Schema Definition Language
A language for defining a common language for new commercial networks
The protocol will define data types and messages that can be universally referenced within the network. This document proposes the adoption of a schema definition language called the "Local Schema Defintion Language (SDL)" to define data schemas that represent objects related to events in the lifecycle of a commercial transaction. SDL is similar to an OpenAPI specification with added semantic nice-to-haves that are useful for our architecture.
Introduction
The SDL is used for the definition of RPC methods and record types, providing developers with a standardized approach and workflow for crafting and specifying new data structures within the network.

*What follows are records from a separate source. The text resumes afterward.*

#[cfg(test)]
mod tests {
    use super::*;
    use std::fs as stdfs;
    use tempfile::TempDir;

    fn create_test_spool(root: &Path) -> Spool {
        Spool::new(root.join("input"), root.join("output"))
    }

    fn id(s: &str) -> JobId {
        JobId::new(s).unwrap()
    }

    #[test]
    fn test_sibling_dir() {
        assert_eq!(
            sibling_dir(Path::new("data/input"), "_processing"),
            PathBuf::from("data/input_processing")
        );
        assert_eq!(
            sibling_dir(Path::new("data/input/"), "_failed"),
            PathBuf::from("data/input_failed")
        );
    }

    #[test]
    fn test_derived_dirs() {
        let spool = Spool::new("/srv/q/in", "/srv/q/out");
        assert_eq!(spool.processing_dir(), Path::new("/srv/q/in_processing"));
        assert_eq!(spool.failed_dir(), Path::new("/srv/q/in_failed"));
        assert_eq!(
            spool.path(JobLocation::Output, &id("a")),
            PathBuf::from("/srv/q/out/a.txt")
        );
    }

    #[tokio::test]
    async fn test_list_filters_and_sorts() {
        let temp = TempDir::new().unwrap();
        let spool = create_test_spool(temp.path());
        spool.ensure_dirs().await.unwrap();

        let input = spool.input_dir();
        stdfs::write(input.join("b.txt"), "2").unwrap();
        stdfs::write(input.join("a.txt"), "1").unwrap();
        stdfs::write(input.join(".counter"), "3").unwrap();
        stdfs::write(input.join("c.json"), "{}").unwrap();
        stdfs::write(input.join("d.part"), "partial").unwrap();
        stdfs::create_dir(input.join("e.txt")).unwrap();

        let jobs = spool.list(JobLocation::Input).await.unwrap();
        assert_eq!(jobs, vec![id("a"), id("b")]);
    }

    #[tokio::test]
    async fn test_list_skips_invalid_job_name_and_leaves_it() {
        let temp = TempDir::new().unwrap();
        let spool = create_test_spool(temp.path());
        spool.ensure_dirs().await.unwrap();

        let input = spool.input_dir();
        stdfs::write(input.join("x.txt.txt"), "doubled").unwrap();
        stdfs::write(input.join("ok.txt"), "fine").unwrap();

        let jobs = spool.list(JobLocation::Input).await.unwrap();
        assert_eq!(jobs, vec![id("ok")]);
        assert!(input.join("x.txt.txt").exists());
    }

    #[tokio::test]
    async fn test_list_missing_failed_dir_is_empty() {
        let temp = TempDir::new().unwrap();
        let spool = create_test_spool(temp.path());
        spool.ensure_dirs().await.unwrap();

        assert!(spool.list(JobLocation::Failed).await.unwrap().is_empty());
    }

    #[tokio::test]
    async fn test_list_missing_input_dir_errors() {
        let temp = TempDir::new().unwrap();
        let spool = create_test_spool(temp.path());

        let err = spool.list(JobLocation::Input).await.unwrap_err();
        assert!(matches!(err, SpoolError::List { .. }));
    }

    #[tokio::test]
    async fn test_claim_moves_exactly_once() {
        let temp = TempDir::new().unwrap();
        let spool = create_test_spool(temp.path());
        spool.ensure_dirs().await.unwrap();
        stdfs::write(spool.path(JobLocation::Input, &id("a")), "hello").unwrap();

        spool.claim(&id("a")).await.unwrap();

        assert!(!spool.contains(JobLocation::Input, &id("a")).await);
        assert!(spool.contains(JobLocation::Processing, &id("a")).await);
        assert_eq!(spool.read_payload(&id("a")).await.unwrap(), "hello");

        // A second claim finds nothing to move and leaves state untouched.
        let err = spool.claim(&id("a")).await.unwrap_err();
        assert!(matches!(err, SpoolError::Move { .. }));
        assert!(spool.contains(JobLocation::Processing, &id("a")).await);
    }

    #[tokio::test]
    async fn test_complete_writes_output_then_removes_processing() {
        let temp = TempDir::new().unwrap();
        let spool = create_test_spool(temp.path());
        spool.ensure_dirs().await.unwrap();
        stdfs::write(spool.path(JobLocation::Processing, &id("a")), "hello").unwrap();

        let completion = spool.complete(&id("a"), "HELLO").await.unwrap();

        assert!(matches!(completion, Completion::Clean));
        assert_eq!(spool.read_output(&id("a")).await.unwrap(), "HELLO");
        assert!(!spool.contains(JobLocation::Processing, &id("a")).await);
        assert!(!spool.output_dir().join("a.txt.part").exists());
    }

    #[tokio::test]
    async fn test_complete_reports_cleanup_failure() {
        let temp = TempDir::new().unwrap();
        let spool = create_test_spool(temp.path());
        spool.ensure_dirs().await.unwrap();

        // No processing copy: output still lands, cleanup is reported.
        let completion = spool.complete(&id("ghost"), "out").await.unwrap();

        assert!(matches!(completion, Completion::CleanupFailed(_)));
        assert_eq!(spool.read_output(&id("ghost")).await.unwrap(), "out");
    }

    #[tokio::test]
    async fn test_fail_creates_failed_dir_and_keeps_payload() {
        let temp = TempDir::new().unwrap();
        let spool = create_test_spool(temp.path());
        spool.ensure_dirs().await.unwrap();
        stdfs::write(spool.path(JobLocation::Processing, &id("a")), "payload").unwrap();
        assert!(!spool.failed_dir().exists());

        spool.fail(&id("a")).await.unwrap();

        assert!(!spool.contains(JobLocation::Processing, &id("a")).await);
        let failed = stdfs::read_to_string(spool.path(JobLocation::Failed, &id("a"))).unwrap();
        assert_eq!(failed, "payload");
    }

    #[tokio::test]
    async fn test_locate_prefers_terminal_state() {
        let temp = TempDir::new().unwrap();
        let spool = create_test_spool(temp.path());
        spool.ensure_dirs().await.unwrap();

        assert_eq!(spool.locate(&id("a")).await, None);

        stdfs::write(spool.path(JobLocation::Input, &id("a")), "x").unwrap();
        assert_eq!(spool.locate(&id("a")).await, Some(JobLocation::Input));

        spool.claim(&id("a")).await.unwrap();
        assert_eq!(spool.locate(&id("a")).await, Some(JobLocation::Processing));

        stdfs::write(spool.path(JobLocation::Output, &id("a")), "y").unwrap();
        assert_eq!(spool.locate(&id("a")).await, Some(JobLocation::Output));
    }
}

Schemas are defined using RDSIDs. RDSIDs facilitate a network-wide domain categorization of methods and Data Models.
Motivation
Our motivation for a schema definition language is largely the same as the raw IPLD Schema motivation. A standard for the networks data will make coordinating groups of developers and their applications much easier. IPLD Schemas have rich support for describing immutable document graphs based on content-addressable linking in distributed systems.
An open network like nosh needs a way to agree on data structures, transport, and semantics. The SDL solves this problem by giving a uniform schema definition language. This primitive allows new markets to permissionlessly emerge.
For example, the company will initially define the basic data models and API definitions for food-delivery, rideshare, and other e-commerce networks but it is unliekly that we will be able to create the schemas for all categories of commercial applications. In order for the network to grow into many new categories independently, we need a common way for developers to describe data. Further, this schema language enables code-generation with types and validation which makes life very easy for developers.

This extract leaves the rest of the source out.